The development of such a Pan-European racism is already present in Britain alongside the old British variety. But Britain, unlike the rest of Europe, has relied so much and so long on (imported) colonial labour and has been so slow to grasp the nettle of the technological revolution that the change-over to the European mode has been slow and halting. Even so, the Immigration Act of ’71 had already heralded Britain’s entry into Europe two years later by putting an end to all primary or settler immigration from the ‘New Commonwealth’ and opting, instead, for the Gastarbeiter labour of Europe. Common wealth citizens were henceforth on a par with aliens. Other restrictions followed, making it virtually impossible for those already settled here to bring their fiancés and dependants over. Deportations were made easier and Mrs Thatcher assured the nation that she at least would not let it be ‘rather swamped by people with a different culture’.

 

For a while it looked as though the Powellite project of ‘induced repatriation’ might take off. But the campaigns of blacks against unjust immigration laws and quick-fire deportations, proclaiming that they were ‘Here to stay, Here to fight, and the rebellions of young blacks against an increasingly racist and repressive system, put paid to such a hope or programme. And it was left to the Nationality Act of ’81 to “regularise’ the nationality of Britain’s black population, citizenise them, in preparation for a Europe sans frontières.

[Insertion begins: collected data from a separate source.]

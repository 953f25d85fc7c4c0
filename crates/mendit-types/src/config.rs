//! Configuration types for MendIt.
//!
//! `MenditConfig` represents the optional `config.toml` in the data
//! directory. Every field has a default matching the stock application.

use serde::{Deserialize, Serialize};

/// Storage key holding the mediation archive.
pub const DEFAULT_ARCHIVE_KEY: &str = "mediationArchive";

/// Storage key holding the last computed conflict style.
pub const DEFAULT_STYLE_KEY: &str = "conflictStyle";

/// Top-level configuration.
#[derive(Debug, Clone, Default, Serialize, Deserialize)]
pub struct MenditConfig {
    #[serde(default)]
    pub storage: StorageKeys,

    #[serde(default)]
    pub session: SessionTimings,
}

/// Keys under which the two JSON blobs are stored.
#[derive(Debug, Clone, Serialize, Deserialize)]
pub struct StorageKeys {
    #[serde(default = "default_archive_key")]
    pub archive_key: String,

    #[serde(default = "default_style_key")]
    pub style_key: String,
}

fn default_archive_key() -> String {
    DEFAULT_ARCHIVE_KEY.to_string()
}

fn default_style_key() -> String {
    DEFAULT_STYLE_KEY.to_string()
}

impl Default for StorageKeys {
    fn default() -> Self {
        Self {
            archive_key: default_archive_key(),
            style_key: default_style_key(),
        }
    }
}

/// Delays and odds for the simulated mediator in live sessions.
#[derive(Debug, Clone, Serialize, Deserialize)]
pub struct SessionTimings {
    /// Delay between joining a session and the clarifying questions starting.
    #[serde(default = "default_join_delay_ms")]
    pub join_delay_ms: u64,

    /// Spacing between clarifying questions (question N lands at N * interval).
    #[serde(default = "default_question_interval_ms")]
    pub question_interval_ms: u64,

    /// Delay before the mediator replies to a user message.
    #[serde(default = "default_reply_delay_ms")]
    pub reply_delay_ms: u64,

    /// Idle time after which a typing indicator is cleared.
    #[serde(default = "default_typing_timeout_ms")]
    pub typing_timeout_ms: u64,

    /// A reply is scheduled when a uniform draw in `[0, 1)` exceeds this.
    #[serde(default = "default_reply_threshold")]
    pub reply_threshold: f64,
}

fn default_join_delay_ms() -> u64 {
    1_000
}

fn default_question_interval_ms() -> u64 {
    2_000
}

fn default_reply_delay_ms() -> u64 {
    1_500
}

fn default_typing_timeout_ms() -> u64 {
    1_000
}

fn default_reply_threshold() -> f64 {
    0.3
}

impl Default for SessionTimings {
    fn default() -> Self {
        Self {
            join_delay_ms: default_join_delay_ms(),
            question_interval_ms: default_question_interval_ms(),
            reply_delay_ms: default_reply_delay_ms(),
            typing_timeout_ms: default_typing_timeout_ms(),
            reply_threshold: default_reply_threshold(),
        }
    }
}

#[cfg(test)]
mod tests {
    use super::*;

    #[test]
    fn test_default_values() {
        let config = MenditConfig::default();
        assert_eq!(config.storage.archive_key, "mediationArchive");
        assert_eq!(config.storage.style_key, "conflictStyle");
        assert_eq!(config.session.join_delay_ms, 1_000);
        assert_eq!(config.session.reply_delay_ms, 1_500);
        assert!((config.session.reply_threshold - 0.3).abs() < f64::EPSILON);
    }

    #[test]
    fn test_deserialize_empty_uses_defaults() {
        let config: MenditConfig = toml::from_str("").unwrap();
        assert_eq!(config.storage.archive_key, DEFAULT_ARCHIVE_KEY);
        assert_eq!(config.session.question_interval_ms, 2_000);
    }

    #[test]
    fn test_deserialize_partial_override() {
        let toml_str = r#"
[storage]
archive_key = "archive_v2"

[session]
reply_delay_ms = 10
reply_threshold = 0.0
"#;
        let config: MenditConfig = toml::from_str(toml_str).unwrap();
        assert_eq!(config.storage.archive_key, "archive_v2");
        assert_eq!(config.storage.style_key, DEFAULT_STYLE_KEY);
        assert_eq!(config.session.reply_delay_ms, 10);
        assert_eq!(config.session.typing_timeout_ms, 1_000);
        assert!(config.session.reply_threshold.abs() < f64::EPSILON);
    }

    #[test]
    fn test_serde_roundtrip() {
        let config = MenditConfig::default();
        let json = serde_json::to_string(&config).unwrap();
        let parsed: MenditConfig = serde_json::from_str(&json).unwrap();
        assert_eq!(parsed.storage.archive_key, config.storage.archive_key);
        assert_eq!(parsed.session.typing_timeout_ms, config.session.typing_timeout_ms);
    }
}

That Labour’s concept of that citizenship allowed black people to move up the class ladder without foregoing their cultures (in a sort of pluralist capitalism) while the Tory version required that they become truly British to get anywhere in Thatcherite Britain (‘Labour says you’re black we say you’re British’ their election slogan ran) is worth noting only in passing. The point, however, is that in the Nationality Act of ’81 (which Labour framed and the Tories passed) both parties agreed to abandon the ancient right of birth on British soil (jus soli) as the basis of citizenship and located it instead in descent, patriality (jus sanguinis) – with the corollary of course that those who had already acquired British citizenship by virtue of settlement here could hand down such citizenship to their descendants. 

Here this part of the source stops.